Most people would be proud to be a legislator, a governor or a judge. Each is a position of prestige and responsibility.
In our American system of government, a citizen can hold only one of those three positions of public trust at a time. But it's not uncommon for legislators and governors later to become judges, governors and judges to become legislators (as Joe Manchin did when he assumed the senatorial seat long held by the late Robert Byrd), and legislators and judges to become governors.
A public servant is free to move from one branch of government to another, exchanging the duties and prerogatives of one for those of another. What the public servant cannot do lawfully, is to exercise the powers of a branch other than his own.

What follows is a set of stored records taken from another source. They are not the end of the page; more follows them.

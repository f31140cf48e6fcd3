//! Authentication command.

use tracing::info;
use xbar_gcal_providers::CalendarProvider;
use xbar_gcal_providers::google::{GoogleProvider, TokenStorage};

use crate::config::ClientConfig;
use crate::error::ClientResult;

/// Runs the Google consent flow and stores the token.
///
/// With a usable token already stored nothing happens unless `force` is set.
pub async fn google(config: &ClientConfig, force: bool) -> ClientResult<()> {
    let provider = provider(config, force)?;
    let token_path = provider.config().token_path.clone();

    if provider.is_authenticated() && !force {
        println!("Already authorized, token at {}.", token_path.display());
        println!("Use --force to authorize again.");
        return Ok(());
    }

    println!("A browser window will open to authorize read-only calendar access.");
    println!("If it does not, open the URL printed below.");
    println!();

    provider.authenticate().await?;

    info!("Google authorization stored at {}", token_path.display());
    println!("Authorization successful, token saved to {}.", token_path.display());
    Ok(())
}

/// Builds the provider. With `force` the stored token is removed first, so
/// a corrupt token file cannot stand in the way of a new one.
fn provider(config: &ClientConfig, force: bool) -> ClientResult<GoogleProvider> {
    let provider_config = config.google.to_provider_config();
    if force {
        TokenStorage::new(&provider_config.token_path).clear()?;
    }
    Ok(GoogleProvider::new(provider_config)?)
}
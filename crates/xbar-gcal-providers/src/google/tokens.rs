//! OAuth token storage.
//!
//! The token set lives in a JSON file under the user's cache directory and
//! is rewritten atomically whenever it changes.

use std::fs;
use std::path::{Path, PathBuf};
use std::sync::{PoisonError, RwLock};

use chrono::{DateTime, Duration, Utc};
use serde::{Deserialize, Serialize};
use tracing::{debug, info};

use crate::error::{ProviderError, ProviderResult};

/// Seconds shaved off the advertised lifetime so the token is refreshed
/// before Google starts rejecting it.
const EXPIRY_MARGIN_SECS: i64 = 60;

/// An OAuth token set.
#[derive(Debug, Clone, PartialEq, Eq, Serialize, Deserialize)]
pub struct TokenInfo {
    /// The access token for API requests.
    pub access_token: String,

    /// The refresh token for obtaining new access tokens.
    pub refresh_token: Option<String>,

    /// When the access token expires.
    pub expires_at: Option<DateTime<Utc>>,

    /// The OAuth scopes that were granted.
    pub scopes: Vec<String>,

    /// When the tokens were last refreshed.
    pub last_refresh: DateTime<Utc>,
}

impl TokenInfo {
    /// Creates a token set from an OAuth token response.
    pub fn new(
        access_token: impl Into<String>,
        refresh_token: Option<String>,
        expires_in_secs: Option<i64>,
        scopes: Vec<String>,
    ) -> Self {
        let now = Utc::now();
        Self {
            access_token: access_token.into(),
            refresh_token,
            expires_at: expiry(now, expires_in_secs),
            scopes,
            last_refresh: now,
        }
    }

    /// Returns true if the access token is expired or about to expire.
    pub fn is_expired(&self) -> bool {
        self.expires_at.is_some_and(|at| Utc::now() >= at)
    }

    /// Returns true if every scope in `required` was granted.
    pub fn has_scopes(&self, required: &[String]) -> bool {
        required.iter().all(|scope| self.scopes.contains(scope))
    }

    /// Replaces the access token after a refresh. The refresh token is kept
    /// unless Google rotated it.
    pub fn refreshed(
        mut self,
        access_token: impl Into<String>,
        refresh_token: Option<String>,
        expires_in_secs: Option<i64>,
    ) -> Self {
        let now = Utc::now();
        self.access_token = access_token.into();
        if refresh_token.is_some() {
            self.refresh_token = refresh_token;
        }
        self.expires_at = expiry(now, expires_in_secs);
        self.last_refresh = now;
        self
    }
}

fn expiry(now: DateTime<Utc>, expires_in_secs: Option<i64>) -> Option<DateTime<Utc>> {
    expires_in_secs.map(|secs| now + Duration::seconds(secs - EXPIRY_MARGIN_SECS))
}

/// File-backed token storage with an in-memory copy.
#[derive(Debug)]
pub struct TokenStorage {
    path: PathBuf,
    tokens: RwLock<Option<TokenInfo>>,
}

impl TokenStorage {
    /// Creates a new token storage at the given path.
    pub fn new(path: impl Into<PathBuf>) -> Self {
        Self {
            path: path.into(),
            tokens: RwLock::new(None),
        }
    }

    /// Loads tokens from disk into memory.
    ///
    /// Returns Ok(true) if tokens were loaded, Ok(false) if no file exists.
    pub fn load(&self) -> ProviderResult<bool> {
        debug!("looking for token at {}", self.path.display());
        if !self.path.exists() {
            debug!("no token file at {}", self.path.display());
            return Ok(false);
        }

        let content = fs::read_to_string(&self.path).map_err(|e| {
            ProviderError::configuration(format!("failed to read token file: {}", e))
        })?;

        let tokens: TokenInfo = serde_json::from_str(&content).map_err(|e| {
            ProviderError::configuration(format!("failed to parse token file: {}", e))
        })?;

        info!("loaded token from {}", self.path.display());
        *self.tokens.write().unwrap_or_else(PoisonError::into_inner) = Some(tokens);
        Ok(true)
    }

    /// Returns a clone of the current tokens, if any.
    pub fn get(&self) -> Option<TokenInfo> {
        self.tokens
            .read()
            .unwrap_or_else(PoisonError::into_inner)
            .clone()
    }

    /// Replaces the tokens and writes them to disk.
    pub fn set(&self, tokens: TokenInfo) -> ProviderResult<()> {
        self.write_file(&tokens)?;
        *self.tokens.write().unwrap_or_else(PoisonError::into_inner) = Some(tokens);
        Ok(())
    }

    /// Removes the stored tokens, in memory and on disk.
    pub fn clear(&self) -> ProviderResult<()> {
        *self.tokens.write().unwrap_or_else(PoisonError::into_inner) = None;
        if self.path.exists() {
            fs::remove_file(&self.path).map_err(|e| {
                ProviderError::configuration(format!("failed to remove token file: {}", e))
            })?;
            info!("cleared token at {}", self.path.display());
        }
        Ok(())
    }

    /// Returns the token storage path.
    pub fn path(&self) -> &Path {
        &self.path
    }

    /// Returns true if tokens are loaded and not expired.
    pub fn has_valid_tokens(&self) -> bool {
        self.get().is_some_and(|t| !t.is_expired())
    }

    /// Returns true if the user has to go through the consent screen again:
    /// no tokens at all, or tokens granted for fewer scopes than required.
    pub fn needs_reauth(&self, required_scopes: &[String]) -> bool {
        self.get().is_none_or(|t| !t.has_scopes(required_scopes))
    }

    fn write_file(&self, tokens: &TokenInfo) -> ProviderResult<()> {
        if let Some(parent) = self.path.parent() {
            fs::create_dir_all(parent).map_err(|e| {
                ProviderError::configuration(format!("failed to create token directory: {}", e))
            })?;
        }

        let content = serde_json::to_string_pretty(tokens)
            .map_err(|e| ProviderError::internal(format!("failed to serialize tokens: {}", e)))?;

        // Write to a sibling temp file and rename over the target.
        let temp_path = self.path.with_extension("json.tmp");
        fs::write(&temp_path, &content).map_err(|e| {
            ProviderError::configuration(format!("failed to write token file: {}", e))
        })?;

        #[cfg(unix)]
        {
            use std::os::unix::fs::PermissionsExt;
            fs::set_permissions(&temp_path, fs::Permissions::from_mode(0o600)).map_err(|e| {
                ProviderError::configuration(format!("failed to restrict token file: {}", e))
            })?;
        }

        fs::rename(&temp_path, &self.path).map_err(|e| {
            ProviderError::configuration(format!("failed to rename token file: {}", e))
        })?;

        debug!("saved token to {}", self.path.display());
        Ok(())
    }
}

Judges, for instance, are not free to legislate. They might disagree strenuously with the intent of a legislative act under their review, but they do not have the right to nullify or amend it for that reason alone.
Circuit Judge Ronald Wilson doesn't seem to get this.
Recently, when the State Supreme Court rejected a challenge to the caps that our state legislature placed on non-economic damages in medical malpractice suits, Judge Wilson, sitting in for a justice who had recused himself, was the lone dissenter.
"It is not our prerogative to substitute our judgment for that of the Legislature," Chief Justice Margaret Workman wrote for the majority.
Judge Wilson felt no such constraint. Because he dislikes the caps, he blithely hoped to overrule the legislature and impose his will instead. Fortunately he lacked judicial support.
Wilson revealed his bias when he noted that the caps were passed in 2003, "when the political climate in West Virginia was changing and the state was becoming more conservative."
If he doesn't like the current composition of the Legislature, Wilson can relinquish his judgeship and run for a seat there. But he can't be a judge and a legislator at the same time.